AI vs. ML vs. RBL: The differences between Artificial Intelligence and Machine Learning and Rules Based Learning
Artificial intelligence and machine learning are two terms that are often used interchangeably, but they are actually quite different.
Introduction
Artificial intelligence and machine learning are two terms that are often used interchangeably, but they are actually quite different. Machine Learning (ML) and Rules Based Learning (RBL) are both types of Artificial Intelligence.
Artificial Intelligence
AI is an umbrella term that refers to the development of computer systems capable of performing tasks that would typically require human intelligence. These tasks may include speech recognition, problem-solving, learning, and decision-making. AI can be achieved using a variety of techniques, including rule-based systems, expert systems, and machine learning.
Machine Learning
Machine learning is a specific approach within AI that creates algorithms that can learn and improve with experience and data. According to Google, "ML gives computers the ability to learn without explicit programming".
Instead of being explicitly programmed to perform a specific task, machine learning algorithms use data and examples to "learn" how to make predictions or decisions. Unlike static rule-based systems, ML systems can adapt over time. As they get exposed to more data, they refine their models.
ML is particularly suited for scenarios involving massive datasets or intricate patterns because of its ability to process vast amounts of data and uncover insights. Examples include image recognition and natural language processing.
Rules Based AI
Rule-based systems are another type of AI where decisions are made based on a set of predefined rules. These rules are often derived from human expert knowledge. For instance, a rule-based system might be used for tax calculations, where there are clear rules about how taxes should be calculated based on different incomes and expenses. Many early AI systems were Rules Based.
Rule-based systems don't "learn" in the way machine learning systems do, but they do emulate human expertise, a form of artificial intelligence, by automating the application of expert knowledge.
Real-world Applications of AI, ML and Rules Based Applications
Here are some real life examples using Artificial IntelligenceI, Machine Learning or Rules Based Learning.
AI Applications:
- Speech Recognition: Systems like Apple's Siri or Google Assistant.
- Problem Solving: Chess games where the computer decides the best move.
- Learning: Adaptive learning software that modifies content based on a user's learning pace.

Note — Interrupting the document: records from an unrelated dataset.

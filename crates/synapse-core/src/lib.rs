// SPDX-License-Identifier: MIT OR Apache-2.0
//! synapse-core
#![deny(unsafe_code)]
#![warn(missing_docs)]
//!
//! The stable data model for the Synapse exchange.
//!
//! If you only take one dependency, take this one: every other crate in the
//! workspace builds its types on top of the entities defined here.

/// Configuration record built once at process startup.
pub mod config;
/// Append-only evidence and tape event types.
pub mod evidence;
/// Job, bid, terms, and negotiation entities.
pub mod job;
/// Per-agent credit and locked-budget accounting.
pub mod ledger;
/// Laplace-smoothed reputation counters.
pub mod reputation;

pub use config::SynapseConfig;
pub use evidence::{DurableEvent, EvidenceItem, TapeEvent};
pub use job::{Bid, Job, JobStatus, Negotiation, NegotiationEntry, NegotiationStatus, Role, Terms};
pub use ledger::LedgerAccount;
pub use reputation::Reputation;

use schemars::JsonSchema;
use serde::{Deserialize, Serialize};
use sha2::{Digest, Sha256};
use std::fmt;

/// Wire protocol version understood by this build.
pub const PROTOCOL_VERSION: u32 = 1;

/// Default starting credit balance granted to a newly authenticated agent.
pub const DEFAULT_STARTING_CREDITS: u64 = 1000;

/// Default deadline, in seconds, applied when a job omits `timeoutSeconds`.
pub const DEFAULT_TIMEOUT_SECONDS: u64 = 900;

/// A stable, opaque agent identifier derived from the agent's public key.
///
/// # Examples
///
/// ```
/// use synapse_core::AgentId;
///
/// let id = AgentId::derive("ZmFrZS1wdWJsaWMta2V5");
/// assert!(id.as_str().starts_with("agent_"));
/// // Derivation is deterministic for a fixed public key.
/// assert_eq!(id, AgentId::derive("ZmFrZS1wdWJsaWMta2V5"));
/// ```
#[derive(Debug, Clone, PartialEq, Eq, PartialOrd, Ord, Hash, Serialize, Deserialize, JsonSchema)]
#[serde(transparent)]
pub struct AgentId(String);

impl AgentId {
    /// Derive the stable agent id for a base64-encoded SPKI DER public key.
    #[must_use]
    pub fn derive(public_key_der_b64: &str) -> Self {
        let mut hasher = Sha256::new();
        hasher.update(public_key_der_b64.as_bytes());
        let digest = hasher.finalize();
        Self(format!("agent_{}", hex_encode(&digest)))
    }

    /// Wrap an already-derived id string (used when reconstructing from storage).
    #[must_use]
    pub fn from_raw(raw: impl Into<String>) -> Self {
        Self(raw.into())
    }

    /// The underlying string representation.
    #[must_use]
    pub fn as_str(&self) -> &str {
        &self.0
    }
}

impl fmt::Display for AgentId {
    fn fmt(&self, f: &mut fmt::Formatter<'_>) -> fmt::Result {
        f.write_str(&self.0)
    }
}

fn hex_encode(bytes: &[u8]) -> String {
    use std::fmt::Write;
    let mut out = String::with_capacity(bytes.len() * 2);
    for b in bytes {
        let _ = write!(out, "{b:02x}");
    }
    out
}

/// A unique, opaque entity identifier minted from a UUIDv4, prefixed by kind.
///
/// # Examples
///
/// ```
/// use synapse_core::new_id;
///
/// let id = new_id("job");
/// assert!(id.starts_with("job_"));
/// ```
#[must_use]
pub fn new_id(prefix: &str) -> String {
    format!("{prefix}_{}", uuid::Uuid::new_v4())
}

/// Current wall-clock time in epoch milliseconds.
///
/// Centralized so callers never mix `SystemTime` and `chrono` conversions.
#[must_use]
pub fn now_ms() -> i64 {
    chrono::Utc::now().timestamp_millis()
}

- Decision Making: Systems that assist in medical diagnoses by analysing patient data.
ML Applications:
- Predictive Models: Forecasting stock market trends or predicting equipment failures in manufacturing plants
- Classifying Data: Email filters distinguishing between spam and legitimate emails or categorising photos in online libraries
- Recognising Patterns: Face recognition systems in security systems or anomaly detection in credit card transactions to spot potential fraud.
Rule-based Applications:
- Financial Decisions: Automated systems that evaluate loan applications based on predefined criteria.
- Tax Calculations: Systems determining tax liabilities based on set rules about incomes, expenses, and applicable tax rates.
- Diagnostic Systems: Medical software that suggests potential diagnoses based on a set of symptoms and medical guidelines.
- Automated Customer Support: Chatbots that respond to customer queries based on a set of predetermined answers and decision trees.
Conclusion
AI encompasses a broad range of methodologies, including machine learning and rule-based learning, that emulate human intelligence. When deciding on an approach for a particular problem, it's not a matter of choosing between AI and ML or RBL, but rather choosing the best technique under the AI umbrella. The choice often comes down to selecting between ML or RBL, depending on the specific problem at hand, the nature of the data available, and the desired outcome. ML is typically chosen when the system needs to learn, adapt, and improve from data, especially in situations with large datasets or complex patterns. In contrast, RBL is preferred in scenarios where clear, predefined rules can be established based on expert knowledge.